▶ **About this exercise**
Beneath this task are records; tally the lines in them that contain "Renderer" and report only the number.

[Extracted data entries]
Content starts
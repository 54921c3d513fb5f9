//! Per-effect frame rendering
//!
//! A [`Renderer`] holds everything that must survive between ticks of one
//! animation session: phase counters, the drifting start/end colors and the
//! last temperature color. Each tick produces a fresh [`ChannelBuffer`].

use std::f64::consts::PI;

use rand::Rng;

use crate::color::{hsb_to_rgb, lerp_color, modify_brightness, random_color, Color};
use crate::effect::{EffectDescriptor, EffectKind};
use crate::profile::KeyboardMap;
use crate::telemetry::Temperatures;

/// Channels lit behind the head of a circle
const CIRCLE_TAIL: usize = 5;
/// Arms of the spinner
const SPINNER_ARMS: usize = 3;
/// Chance per channel per tick of a storm flash
const STORM_FLASH_CHANCE: f64 = 0.04;
/// Wave phase advance per tick
const WAVE_STEP: f64 = 0.2;

/// One color per LED channel, brightness already applied
#[derive(Debug, Clone, PartialEq)]
pub struct ChannelBuffer(Vec<Color>);

impl ChannelBuffer {
    pub fn off(channels: usize) -> Self {
        Self(vec![Color::BLACK; channels])
    }

    pub fn len(&self) -> usize {
        self.0.len()
    }

    pub fn is_empty(&self) -> bool {
        self.0.is_empty()
    }

    pub fn colors(&self) -> &[Color] {
        &self.0
    }

    /// Channel triples as sent on the wire
    pub fn to_payload(&self) -> Vec<u8> {
        self.0.iter().flat_map(|c| c.to_bytes()).collect()
    }
}

/// Inputs that change every tick
#[derive(Debug, Clone, Copy)]
pub struct TickInput {
    /// Seconds since the session started
    pub elapsed: f64,
    pub temperatures: Temperatures,
}

/// Phase counters, one per effect family
#[derive(Debug, Clone, Copy, Default, PartialEq, Eq)]
pub struct Counters {
    pub colorpulse: u32,
    pub flickering: u32,
    pub colorshift: u32,
    pub colorwarp: u32,
    pub circle: usize,
    pub circleshift: usize,
    pub spinner: usize,
    pub cpu_temperature: u32,
    pub gpu_temperature: u32,
    pub rotator_hue: u32,
}

/// Render state of one animation session
#[derive(Debug, Clone)]
pub struct Renderer {
    channels: usize,
    current: Option<EffectKind>,
    counters: Counters,
    reverse: bool,
    wave_position: f64,
    /// Random colors used when the effect has no explicit pair
    start: Color,
    end: Color,
    temperature_color: Option<Color>,
    flicker_mask: Vec<bool>,
}

impl Renderer {
    pub fn new(channels: usize) -> Self {
        Self {
            channels,
            current: None,
            counters: Counters::default(),
            reverse: false,
            wave_position: 0.0,
            start: random_color(1.0),
            end: random_color(1.0),
            temperature_color: None,
            flicker_mask: vec![false; channels],
        }
    }

    /// Seed the drifting colors instead of drawing random ones
    pub fn with_colors(mut self, start: Color, end: Color) -> Self {
        self.start = start;
        self.end = end;
        self
    }

    pub fn counters(&self) -> Counters {
        self.counters
    }

    pub fn reverse(&self) -> bool {
        self.reverse
    }

    pub fn drift_colors(&self) -> (Color, Color) {
        (self.start, self.end)
    }

    /// Reset every counter when the effect changes
    fn observe(&mut self, kind: EffectKind) {
        if self.current != Some(kind) {
            self.current = Some(kind);
            self.counters = Counters::default();
            self.reverse = false;
            self.wave_position = 0.0;
            self.temperature_color = None;
            self.flicker_mask = vec![false; self.channels];
        }
    }

    /// Render one frame of a host-rendered effect
    pub fn render(&mut self, desc: &EffectDescriptor, input: &TickInput) -> ChannelBuffer {
        self.observe(desc.kind);
        let n = self.channels;
        let b = desc.brightness;
        let (start, end) = match desc.colors {
            Some((s, e)) => (s.with_brightness(b), e.with_brightness(b)),
            None => (self.start.with_brightness(b), self.end.with_brightness(b)),
        };
        let smoothness = desc.smoothness.max(1);

        let colors = match desc.kind {
            EffectKind::Off => vec![Color::BLACK; n],
            EffectKind::Static => vec![start; n],
            EffectKind::Rainbow => spectrum(n, input.elapsed * desc.speed, 1.0, b),
            EffectKind::Watercolor => spectrum(n, input.elapsed * desc.speed, 0.4, b),
            EffectKind::ColorPulse => {
                let c = &mut self.counters.colorpulse;
                *c += 1;
                if *c >= smoothness {
                    *c = 0;
                }
                let t = f64::from(*c) / f64::from(smoothness);
                let pulse = (PI * t).sin();
                vec![lerp_color(&start, &end, t).with_brightness(b * pulse); n]
            }
            EffectKind::ColorShift => {
                let t = f64::from(self.counters.colorshift) / f64::from(smoothness);
                let color = if self.reverse {
                    lerp_color(&end, &start, t)
                } else {
                    lerp_color(&start, &end, t)
                };
                self.counters.colorshift += 1;
                if self.counters.colorshift >= smoothness {
                    self.counters.colorshift = 0;
                    self.reverse = !self.reverse;
                }
                vec![color; n]
            }
            EffectKind::ColorWarp => {
                let (from, to) = (self.start.with_brightness(b), self.end.with_brightness(b));
                let t = f64::from(self.counters.colorwarp) / f64::from(smoothness);
                let color = lerp_color(&from, &to, t);
                self.counters.colorwarp += 1;
                if self.counters.colorwarp >= smoothness {
                    self.counters.colorwarp = 0;
                    self.reverse = !self.reverse;
                    self.start = self.end;
                    self.end = random_color(1.0);
                }
                vec![color; n]
            }
            EffectKind::Wave => {
                let position = self.wave_position;
                self.wave_position += WAVE_STEP;
                (0..n)
                    .map(|i| {
                        let phase = i as f64 / n.max(1) as f64 * 2.0 * PI * 3.0 - position;
                        lerp_color(&start, &end, (phase.sin() + 1.0) / 2.0)
                    })
                    .collect()
            }
            EffectKind::Storm => {
                let mut rng = rand::rng();
                let dim = end.with_brightness(b * 0.15);
                (0..n)
                    .map(|_| {
                        if rng.random_bool(STORM_FLASH_CHANCE) {
                            start
                        } else {
                            dim
                        }
                    })
                    .collect()
            }
            EffectKind::Flickering => {
                let c = &mut self.counters.flickering;
                if *c >= smoothness {
                    *c = 0;
                } else {
                    *c += 1;
                }
                if *c == 0 {
                    let mut rng = rand::rng();
                    self.flicker_mask = (0..n).map(|_| rng.random_bool(0.5)).collect();
                }
                self.flicker_mask
                    .iter()
                    .map(|&on| if on { start } else { end })
                    .collect()
            }
            EffectKind::Circle => {
                let head = advance_wrapping(&mut self.counters.circle, n);
                circle(n, head, &start, &end)
            }
            EffectKind::CircleShift => {
                let head = advance_wrapping(&mut self.counters.circleshift, n);
                circle(n, head, &start, &end)
            }
            EffectKind::Spinner => {
                let head = advance_wrapping(&mut self.counters.spinner, n);
                let step = (n / SPINNER_ARMS).max(1);
                (0..n)
                    .map(|i| {
                        let lit = (0..SPINNER_ARMS).any(|arm| (head + arm * step) % n == i);
                        if lit {
                            start
                        } else {
                            end
                        }
                    })
                    .collect()
            }
            EffectKind::Rotator => {
                let hue = self.counters.rotator_hue;
                self.counters.rotator_hue = (hue + 1) % 360;
                (0..n)
                    .map(|i| {
                        let (r, g, bl) =
                            hsb_to_rgb(f64::from(hue) + i as f64 * 360.0 / n.max(1) as f64, 1.0, 1.0);
                        Color::rgb(r, g, bl).with_brightness(b)
                    })
                    .collect()
            }
            EffectKind::CpuTemperature | EffectKind::GpuTemperature => {
                let (counter, temp) = if desc.kind == EffectKind::CpuTemperature {
                    (&mut self.counters.cpu_temperature, input.temperatures.cpu)
                } else {
                    (&mut self.counters.gpu_temperature, input.temperatures.gpu)
                };
                *counter += 1;
                if *counter >= smoothness {
                    *counter = 0;
                }
                let step = f64::from(*counter + 1) / f64::from(smoothness);
                let target = lerp_color(
                    &start,
                    &end,
                    normalize(f64::from(temp), desc.min_temp, desc.max_temp),
                );
                let previous = self.temperature_color.unwrap_or(start);
                let color = lerp_color(&previous, &target, step).with_brightness(b);
                self.temperature_color = Some(color);
                vec![color; n]
            }
            // Not host rendered
            EffectKind::Keyboard
            | EffectKind::Rain
            | EffectKind::Tlk
            | EffectKind::Tlr
            | EffectKind::SpiralRainbow
            | EffectKind::RainbowWave
            | EffectKind::ColorWave => vec![Color::BLACK; n],
        };

        ChannelBuffer(colors.into_iter().map(modify_brightness).collect())
    }
}

/// Per-key frame for the "keyboard" effect; keys without offsets stay off
pub fn render_keyboard(map: &KeyboardMap, packet_length: usize) -> Vec<u8> {
    let mut buf = vec![0u8; packet_length];
    for key in map.keys.values() {
        let rgb = key.color.to_bytes();
        for &index in &key.packet_index {
            if let Some(slot) = buf.get_mut(index..index + 3) {
                slot.copy_from_slice(&rgb);
            }
        }
    }
    buf
}

/// Advance a counter that wraps at `limit` and return the new value
fn advance_wrapping(counter: &mut usize, limit: usize) -> usize {
    if *counter >= limit {
        *counter = 0;
    } else {
        *counter += 1;
    }
    *counter
}

fn normalize(value: f64, min: f64, max: f64) -> f64 {
    if max <= min {
        return if value >= max { 1.0 } else { 0.0 };
    }
    ((value - min) / (max - min)).clamp(0.0, 1.0)
}

/// Hue sweep across channels, scrolling with `elapsed`
fn spectrum(n: usize, elapsed: f64, saturation: f64, brightness: f64) -> Vec<Color> {
    (0..n)
        .map(|i| {
            let position = (i as f64 / n.max(1) as f64 + elapsed / 4.0).rem_euclid(1.0);
            let (r, g, b) = hsb_to_rgb(position * 360.0, saturation, 1.0);
            Color::rgb(r, g, b).with_brightness(brightness)
        })
        .collect()
}

fn circle(n: usize, head: usize, start: &Color, end: &Color) -> Vec<Color> {
    (0..n)
        .map(|i| {
            let distance = (head + n - i) % n;
            if distance < CIRCLE_TAIL {
                lerp_color(start, end, distance as f64 / CIRCLE_TAIL as f64)
            } else {
                *end
            }
        })
        .collect()
}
Content ends
▶ **Answer section**
3